In literary journal Winter Papers, Lisa Hannigan tells writer Paul Murray that her dream was to be Maria Callas. She auditioned for the opera, and found out she had a really quiet voice. “I was heartbroken. Wanting to be a singer but not really having any idea how.”
So Monday night, playing a sold out show at Cork Opera House, following two dates at Vicar Street over the weekend, must have felt pretty special for Hannigan, who has taken the long route to her richly deserved success.
It’s not her first time playing the songs of third album At Swim in the Opera House — she was here during Sounds from a Safe Harbour in September last year. They were still gestating then — she confides that she only finished writing some lyrics on the morning of that gig — but on Monday they are powerful, compelling, arresting. The tone is set with the tear-inducing opener ‘Ora’, “Won’t you come with me,” pines Hannigan, bringing the adoring faithful on a dream journey. She’s got a frog in her throat and apparently hits a dud note, repeating the track in full later, after a cover of ‘Silent Night’. Nobody complains on hearing it again.

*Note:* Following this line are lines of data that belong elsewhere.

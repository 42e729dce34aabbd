//! Dual-signal rate-limit detection.
//!
//! A pane is blocked only when BOTH signals agree: some usage window is at
//! 100% utilization (the global gate) AND the pane's visible text carries
//! the provider's rate-limit notice. API utilization alone can belong to a
//! session elsewhere; notice text alone can be stale or quoted. The pane's
//! parsed reset time is authoritative for that pane's wait target; the
//! matched API window is informational.

use crate::patterns::{CODE_CONTEXT_INDICATORS, RE_RATE_LIMIT_NOTICE};
use crate::timeparse;
use crate::tmux::Pane;
use crate::usage::{UsageSnapshot, UsageWindow, WindowId};
use chrono::{DateTime, Utc};
use std::collections::HashSet;

/// Max disagreement between a saturated window's API reset time and the
/// pane's parsed reset time for the window to count as matched.
pub const RESET_MATCH_TOLERANCE_SECS: i64 = 15 * 60;

/// Bytes of preceding context inspected for code/diff indicators.
const CODE_CONTEXT_WINDOW: usize = 50;

/// A rate-limit notice parsed out of pane text. Transient; exists only
/// during detection.
#[derive(Debug, Clone, PartialEq, Eq)]
pub struct ResetNotice {
    /// The full matched notice, useful for logging.
    pub raw: String,
    /// The wall-clock expression ("7pm", "3:30pm", "14:00").
    pub expression: String,
    /// Parenthetical zone name, if the notice carried one.
    pub zone_hint: Option<String>,
}

/// A pane confirmed blocked by both signals. Owned by exactly one wait for
/// its lifetime.
#[derive(Debug, Clone)]
pub struct BlockedPane {
    pub pane_id: String,
    pub session_name: String,
    pub notice: String,
    pub resolved_reset_at: DateTime<Utc>,
    pub matched_window: Option<WindowId>,
}

/// Extracts the rate-limit notice from pane text, rejecting matches that
/// appear inside quoted code, test fixtures or diffs.
pub fn extract_reset_notice(text: &str) -> Option<ResetNotice> {
    let caps = RE_RATE_LIMIT_NOTICE.captures(text)?;
    let whole = caps.get(0)?;
    if looks_like_code_context(text, whole.start(), whole.end()) {
        return None;
    }
    Some(ResetNotice {
        raw: whole.as_str().to_string(),
        expression: caps.name("time")?.as_str().trim().to_string(),
        zone_hint: caps.name("zone").map(|m| m.as_str().trim().to_string()),
    })
}

/// True when the pane currently shows a live rate-limit notice.
pub fn contains_rate_limit_notice(text: &str) -> bool {
    extract_reset_notice(text).is_some()
}

fn looks_like_code_context(text: &str, start: usize, end: usize) -> bool {
    let mut from = start.saturating_sub(CODE_CONTEXT_WINDOW);
    while from > 0 && !text.is_char_boundary(from) {
        from -= 1;
    }
    let window = text[from..end].to_lowercase();
    CODE_CONTEXT_INDICATORS
        .iter()
        .any(|indicator| window.contains(indicator))
}

/// Combines the cycle's usage snapshot and pane snapshots into the set of
/// genuinely blocked panes. Pure: no I/O, no clock reads.
///
/// Panes already owned by an active wait are skipped, so re-detecting a
/// waiting pane is a no-op rather than a duplicate wait.
pub fn detect(
    snapshot: &UsageSnapshot,
    panes: &[Pane],
    active: &HashSet<String>,
    now: DateTime<Utc>,
) -> Vec<BlockedPane> {
    // Global gate: pane text alone never triggers detection.
    if !snapshot.is_limited() {
        return Vec::new();
    }
    let saturated = snapshot.limited_windows();

    let mut blocked = Vec::new();
    for pane in panes {
        if active.contains(&pane.id) {
            tracing::debug!(pane = %pane.id, "Wait already active; skipping");
            continue;
        }
        let Some(notice) = extract_reset_notice(&pane.text) else {
            continue;
        };
        let resolved =
            match timeparse::resolve(&notice.expression, notice.zone_hint.as_deref(), now) {
                Ok(at) => at,
                Err(err) => {
                    tracing::debug!(
                        pane = %pane.id,
                        error = %err,
                        "Reset time unusable; skipping pane this cycle"
                    );
                    continue;
                }
            };
        blocked.push(BlockedPane {
            pane_id: pane.id.clone(),
            session_name: pane.session_name.clone(),
            notice: notice.raw,
            resolved_reset_at: resolved,
            matched_window: closest_window(&saturated, resolved),
        });
    }
    blocked
}

/// The saturated window whose API reset time lies closest to the parsed
/// time, within tolerance. None means the parsed time stands alone.
fn closest_window(
    saturated: &[(WindowId, &UsageWindow)],
    resolved: DateTime<Utc>,
) -> Option<WindowId> {
    saturated
        .iter()
        .filter_map(|(id, window)| {
            window
                .resets_at
                .map(|at| (*id, (at - resolved).num_seconds().abs()))
        })
        .filter(|(_, delta)| *delta <= RESET_MATCH_TOLERANCE_SECS)
        .min_by_key(|(_, delta)| *delta)
        .map(|(id, _)| id)
}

She is joined by the support, Heather Woods Broderick, for the lullaby-like ‘O Sleep’ before Aaron Dessner of The National, who collaborated with Hannigan on At Swim and curated Sounds from a Safe Harbour, joins her from the fourth track, the Americana styled ‘Prayer for the Dying’. Unlike at that festival, where Dessner again provided guitar for Hannigan, there are no catcalls for National songs — tonight is all about Hannigan.
There is a new confidence evident; while the double hit of ‘Little Bird’ and ‘Passenger’ from her previous album (five years old!) are stirring, it’s the imagery-laden ‘Funeral Suit’ and dense ‘Undertow’ which enrapture. With a guitar sometimes played with a bow and Hannigan hitting impossibly high notes, there are hints of Sigus Ros.
An a capella rendition of Heaney’s ‘Anahorish’ is followed by the skittering ‘Barton’ and ‘A Sail’, our 21st song of the night, before the awestruck crowd stumble back out into the rain. Mesmerising.